>>>

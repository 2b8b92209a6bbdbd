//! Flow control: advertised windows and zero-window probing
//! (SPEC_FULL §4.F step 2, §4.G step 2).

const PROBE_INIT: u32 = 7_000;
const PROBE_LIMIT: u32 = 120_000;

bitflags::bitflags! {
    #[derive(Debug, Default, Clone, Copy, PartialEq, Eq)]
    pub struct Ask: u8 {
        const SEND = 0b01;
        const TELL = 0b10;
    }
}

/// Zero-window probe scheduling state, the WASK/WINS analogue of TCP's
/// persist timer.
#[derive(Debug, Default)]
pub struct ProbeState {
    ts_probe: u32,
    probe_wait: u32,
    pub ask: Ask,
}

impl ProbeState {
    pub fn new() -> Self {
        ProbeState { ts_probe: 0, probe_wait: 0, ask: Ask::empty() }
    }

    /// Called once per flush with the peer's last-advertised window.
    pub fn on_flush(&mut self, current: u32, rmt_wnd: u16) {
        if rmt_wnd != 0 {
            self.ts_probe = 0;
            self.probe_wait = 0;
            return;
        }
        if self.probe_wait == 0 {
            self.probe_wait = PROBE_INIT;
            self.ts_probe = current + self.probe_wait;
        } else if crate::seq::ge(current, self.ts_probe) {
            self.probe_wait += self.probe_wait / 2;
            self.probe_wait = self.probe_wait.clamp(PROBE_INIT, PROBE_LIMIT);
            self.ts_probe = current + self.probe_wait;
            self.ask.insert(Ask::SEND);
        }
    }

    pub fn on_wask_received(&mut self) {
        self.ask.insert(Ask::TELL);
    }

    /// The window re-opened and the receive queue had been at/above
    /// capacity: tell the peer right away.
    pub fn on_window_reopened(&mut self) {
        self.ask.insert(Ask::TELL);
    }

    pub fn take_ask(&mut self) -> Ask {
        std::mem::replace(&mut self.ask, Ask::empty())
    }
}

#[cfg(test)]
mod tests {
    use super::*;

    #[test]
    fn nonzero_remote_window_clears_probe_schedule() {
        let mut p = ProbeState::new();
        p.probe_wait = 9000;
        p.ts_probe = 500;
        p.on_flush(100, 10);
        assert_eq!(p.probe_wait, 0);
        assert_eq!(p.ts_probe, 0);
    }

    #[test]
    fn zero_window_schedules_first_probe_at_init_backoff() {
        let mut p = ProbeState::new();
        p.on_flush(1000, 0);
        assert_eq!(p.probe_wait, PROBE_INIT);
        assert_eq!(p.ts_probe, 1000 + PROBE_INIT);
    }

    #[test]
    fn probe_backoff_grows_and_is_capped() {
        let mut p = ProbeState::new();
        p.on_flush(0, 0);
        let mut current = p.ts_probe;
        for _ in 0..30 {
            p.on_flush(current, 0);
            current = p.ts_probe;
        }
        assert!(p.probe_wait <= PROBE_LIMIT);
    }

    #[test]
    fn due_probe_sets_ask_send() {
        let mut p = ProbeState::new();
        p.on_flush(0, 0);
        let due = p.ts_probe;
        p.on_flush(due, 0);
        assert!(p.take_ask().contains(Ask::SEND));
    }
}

<<<

Word for word, please return the lines from the one containing "let due = p.ts_probe;" through the end of the listing, both ends included, and nothing else.

        let due = p.ts_probe;
        p.on_flush(due, 0);
        assert!(p.take_ask().contains(Ask::SEND));
    }
}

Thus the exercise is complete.